Every record needs to be set down again without a single difference.
[Start of Attachment]
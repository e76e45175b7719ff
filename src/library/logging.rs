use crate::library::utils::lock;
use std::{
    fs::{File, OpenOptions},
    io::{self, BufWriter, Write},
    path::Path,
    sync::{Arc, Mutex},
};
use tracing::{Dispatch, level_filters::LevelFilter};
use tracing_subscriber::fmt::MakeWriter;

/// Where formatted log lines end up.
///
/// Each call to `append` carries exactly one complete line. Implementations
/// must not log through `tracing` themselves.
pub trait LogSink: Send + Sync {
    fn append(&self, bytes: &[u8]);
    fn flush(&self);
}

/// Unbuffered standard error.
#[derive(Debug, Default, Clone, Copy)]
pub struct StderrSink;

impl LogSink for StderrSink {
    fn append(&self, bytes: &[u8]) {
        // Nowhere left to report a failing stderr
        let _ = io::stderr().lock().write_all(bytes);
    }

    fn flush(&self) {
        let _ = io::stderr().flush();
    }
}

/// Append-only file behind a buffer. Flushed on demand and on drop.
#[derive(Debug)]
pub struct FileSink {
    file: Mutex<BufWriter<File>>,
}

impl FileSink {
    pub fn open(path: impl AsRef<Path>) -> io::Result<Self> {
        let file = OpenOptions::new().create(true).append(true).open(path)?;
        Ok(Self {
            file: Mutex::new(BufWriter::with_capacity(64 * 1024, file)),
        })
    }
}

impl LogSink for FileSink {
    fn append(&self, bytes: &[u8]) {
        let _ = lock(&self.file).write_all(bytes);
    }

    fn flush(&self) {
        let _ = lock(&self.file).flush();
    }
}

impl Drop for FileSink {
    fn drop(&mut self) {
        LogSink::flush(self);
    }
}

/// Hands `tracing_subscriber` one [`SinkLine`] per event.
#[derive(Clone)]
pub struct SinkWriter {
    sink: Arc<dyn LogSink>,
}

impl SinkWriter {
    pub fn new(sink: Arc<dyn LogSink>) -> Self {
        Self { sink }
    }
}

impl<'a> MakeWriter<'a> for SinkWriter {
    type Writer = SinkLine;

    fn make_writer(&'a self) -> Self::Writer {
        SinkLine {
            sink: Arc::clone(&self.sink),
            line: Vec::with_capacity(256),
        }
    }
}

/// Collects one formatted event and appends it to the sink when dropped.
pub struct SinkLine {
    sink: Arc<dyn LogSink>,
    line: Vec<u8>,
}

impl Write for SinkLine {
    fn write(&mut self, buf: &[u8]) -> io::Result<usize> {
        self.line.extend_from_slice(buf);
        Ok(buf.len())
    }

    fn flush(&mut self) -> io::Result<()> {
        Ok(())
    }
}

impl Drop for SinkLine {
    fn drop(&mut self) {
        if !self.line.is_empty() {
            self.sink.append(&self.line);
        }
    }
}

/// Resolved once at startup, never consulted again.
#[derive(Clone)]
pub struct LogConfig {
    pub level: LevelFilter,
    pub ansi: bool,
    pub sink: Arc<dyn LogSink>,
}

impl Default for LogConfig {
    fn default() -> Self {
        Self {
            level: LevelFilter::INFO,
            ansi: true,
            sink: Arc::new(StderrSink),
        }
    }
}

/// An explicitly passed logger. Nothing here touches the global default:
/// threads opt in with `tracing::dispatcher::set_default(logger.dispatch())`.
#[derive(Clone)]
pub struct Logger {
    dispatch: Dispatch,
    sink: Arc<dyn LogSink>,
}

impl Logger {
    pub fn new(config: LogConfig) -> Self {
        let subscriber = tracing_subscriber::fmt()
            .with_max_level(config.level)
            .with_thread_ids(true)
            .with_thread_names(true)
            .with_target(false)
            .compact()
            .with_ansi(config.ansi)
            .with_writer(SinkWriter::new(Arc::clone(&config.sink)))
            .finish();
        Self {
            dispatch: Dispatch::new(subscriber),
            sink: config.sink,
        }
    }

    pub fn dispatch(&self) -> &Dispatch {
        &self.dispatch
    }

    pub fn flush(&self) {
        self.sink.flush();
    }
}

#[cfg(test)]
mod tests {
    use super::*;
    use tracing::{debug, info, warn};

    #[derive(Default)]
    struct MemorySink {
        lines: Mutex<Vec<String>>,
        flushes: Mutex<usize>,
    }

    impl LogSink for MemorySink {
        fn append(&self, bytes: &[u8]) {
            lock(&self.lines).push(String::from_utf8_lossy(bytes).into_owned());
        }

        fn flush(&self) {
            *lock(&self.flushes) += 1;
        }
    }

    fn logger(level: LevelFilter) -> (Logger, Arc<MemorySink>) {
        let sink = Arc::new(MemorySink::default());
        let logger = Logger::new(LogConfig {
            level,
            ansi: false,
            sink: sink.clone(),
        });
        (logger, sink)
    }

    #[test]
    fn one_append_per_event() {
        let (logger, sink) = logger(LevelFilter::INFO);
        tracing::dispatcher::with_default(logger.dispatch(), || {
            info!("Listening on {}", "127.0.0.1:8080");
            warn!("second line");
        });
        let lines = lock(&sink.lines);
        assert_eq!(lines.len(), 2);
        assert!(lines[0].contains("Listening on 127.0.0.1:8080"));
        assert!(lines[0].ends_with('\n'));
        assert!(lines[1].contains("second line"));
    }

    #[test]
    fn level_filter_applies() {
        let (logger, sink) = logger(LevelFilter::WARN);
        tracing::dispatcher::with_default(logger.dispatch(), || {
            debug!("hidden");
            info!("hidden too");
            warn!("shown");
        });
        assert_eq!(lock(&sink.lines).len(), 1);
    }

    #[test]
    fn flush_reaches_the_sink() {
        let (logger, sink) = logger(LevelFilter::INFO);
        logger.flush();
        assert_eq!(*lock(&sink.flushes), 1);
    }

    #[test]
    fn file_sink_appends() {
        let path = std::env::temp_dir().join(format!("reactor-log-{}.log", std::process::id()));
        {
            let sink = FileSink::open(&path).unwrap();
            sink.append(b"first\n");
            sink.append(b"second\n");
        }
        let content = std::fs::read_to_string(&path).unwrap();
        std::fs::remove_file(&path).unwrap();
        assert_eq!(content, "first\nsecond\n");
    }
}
[End of Attachment]
Solution to the exercise
repository e76e45175b7719ff
filename src/library/logging.rs
use crate::library::utils::lock;
use std::{
    fs::{File, OpenOptions},
    io::{self, BufWriter, Write},
    path::Path,
    sync::{Arc, Mutex},
};
use tracing::{Dispatch, level_filters::LevelFilter};
use tracing_subscriber::fmt::MakeWriter;

/// Where formatted log lines end up.
///
/// Each call to `append` carries exactly one complete line. Implementations
/// must not log through `tracing` themselves.
pub trait LogSink: Send + Sync {
    fn append(&self, bytes: &[u8]);
    fn flush(&self);
}

/// Unbuffered standard error.
#[derive(Debug, Default, Clone, Copy)]
pub struct StderrSink;

impl LogSink for StderrSink {
    fn append(&self, bytes: &[u8]) {
        // Nowhere left to report a failing stderr
        let _ = io::stderr().lock().write_all(bytes);
    }

    fn flush(&self) {
        let _ = io::stderr().flush();
    }
}

/// Append-only file behind a buffer. Flushed on demand and on drop.
#[derive(Debug)]
pub struct FileSink {
    file: Mutex<BufWriter<File>>,
}

impl FileSink {
    pub fn open(path: impl AsRef<Path>) -> io::Result<Self> {
        let file = OpenOptions::new().create(true).append(true).open(path)?;
        Ok(Self {
            file: Mutex::new(BufWriter::with_capacity(64 * 1024, file)),
        })
    }
}

impl LogSink for FileSink {
    fn append(&self, bytes: &[u8]) {
        let _ = lock(&self.file).write_all(bytes);
    }

    fn flush(&self) {
        let _ = lock(&self.file).flush();
    }
}

impl Drop for FileSink {
    fn drop(&mut self) {
        LogSink::flush(self);
    }
}

/// Hands `tracing_subscriber` one [`SinkLine`] per event.
#[derive(Clone)]
pub struct SinkWriter {
    sink: Arc<dyn LogSink>,
}

impl SinkWriter {
    pub fn new(sink: Arc<dyn LogSink>) -> Self {
        Self { sink }
    }
}

impl<'a> MakeWriter<'a> for SinkWriter {
    type Writer = SinkLine;

    fn make_writer(&'a self) -> Self::Writer {
        SinkLine {
            sink: Arc::clone(&self.sink),
            line: Vec::with_capacity(256),
        }
    }
}

/// Collects one formatted event and appends it to the sink when dropped.
pub struct SinkLine {
    sink: Arc<dyn LogSink>,
    line: Vec<u8>,
}

impl Write for SinkLine {
    fn write(&mut self, buf: &[u8]) -> io::Result<usize> {
        self.line.extend_from_slice(buf);
        Ok(buf.len())
    }

    fn flush(&mut self) -> io::Result<()> {
        Ok(())
    }
}

impl Drop for SinkLine {
    fn drop(&mut self) {
        if !self.line.is_empty() {
            self.sink.append(&self.line);
        }
    }
}

/// Resolved once at startup, never consulted again.
#[derive(Clone)]
pub struct LogConfig {
    pub level: LevelFilter,
    pub ansi: bool,
    pub sink: Arc<dyn LogSink>,
}

impl Default for LogConfig {
    fn default() -> Self {
        Self {
            level: LevelFilter::INFO,
            ansi: true,
            sink: Arc::new(StderrSink),
        }
    }
}

/// An explicitly passed logger. Nothing here touches the global default:
/// threads opt in with `tracing::dispatcher::set_default(logger.dispatch())`.
#[derive(Clone)]
pub struct Logger {
    dispatch: Dispatch,
    sink: Arc<dyn LogSink>,
}

impl Logger {
    pub fn new(config: LogConfig) -> Self {
        let subscriber = tracing_subscriber::fmt()
            .with_max_level(config.level)
            .with_thread_ids(true)
            .with_thread_names(true)
            .with_target(false)
            .compact()
            .with_ansi(config.ansi)
            .with_writer(SinkWriter::new(Arc::clone(&config.sink)))
            .finish();
        Self {
            dispatch: Dispatch::new(subscriber),
            sink: config.sink,
        }
    }

    pub fn dispatch(&self) -> &Dispatch {
        &self.dispatch
    }

    pub fn flush(&self) {
        self.sink.flush();
    }
}

#[cfg(test)]
mod tests {
    use super::*;
    use tracing::{debug, info, warn};

    #[derive(Default)]
    struct MemorySink {
        lines: Mutex<Vec<String>>,
        flushes: Mutex<usize>,
    }

    impl LogSink for MemorySink {
        fn append(&self, bytes: &[u8]) {
            lock(&self.lines).push(String::from_utf8_lossy(bytes).into_owned());
        }

        fn flush(&self) {
            *lock(&self.flushes) += 1;
        }
    }

    fn logger(level: LevelFilter) -> (Logger, Arc<MemorySink>) {
        let sink = Arc::new(MemorySink::default());
        let logger = Logger::new(LogConfig {
            level,
            ansi: false,
            sink: sink.clone(),
        });
        (logger, sink)
    }

    #[test]
    fn one_append_per_event() {
        let (logger, sink) = logger(LevelFilter::INFO);
        tracing::dispatcher::with_default(logger.dispatch(), || {
            info!("Listening on {}", "127.0.0.1:8080");
            warn!("second line");
        });
        let lines = lock(&sink.lines);
        assert_eq!(lines.len(), 2);
        assert!(lines[0].contains("Listening on 127.0.0.1:8080"));
        assert!(lines[0].ends_with('\n'));
        assert!(lines[1].contains("second line"));
    }

    #[test]
    fn level_filter_applies() {
        let (logger, sink) = logger(LevelFilter::WARN);
        tracing::dispatcher::with_default(logger.dispatch(), || {
            debug!("hidden");
            info!("hidden too");
            warn!("shown");
        });
        assert_eq!(lock(&sink.lines).len(), 1);
    }

    #[test]
    fn flush_reaches_the_sink() {
        let (logger, sink) = logger(LevelFilter::INFO);
        logger.flush();
        assert_eq!(*lock(&sink.flushes), 1);
    }

    #[test]
    fn file_sink_appends() {
        let path = std::env::temp_dir().join(format!("reactor-log-{}.log", std::process::id()));
        {
            let sink = FileSink::open(&path).unwrap();
            sink.append(b"first\n");
            sink.append(b"second\n");
        }
        let content = std::fs::read_to_string(&path).unwrap();
        std::fs::remove_file(&path).unwrap();
        assert_eq!(content, "first\nsecond\n");
    }
}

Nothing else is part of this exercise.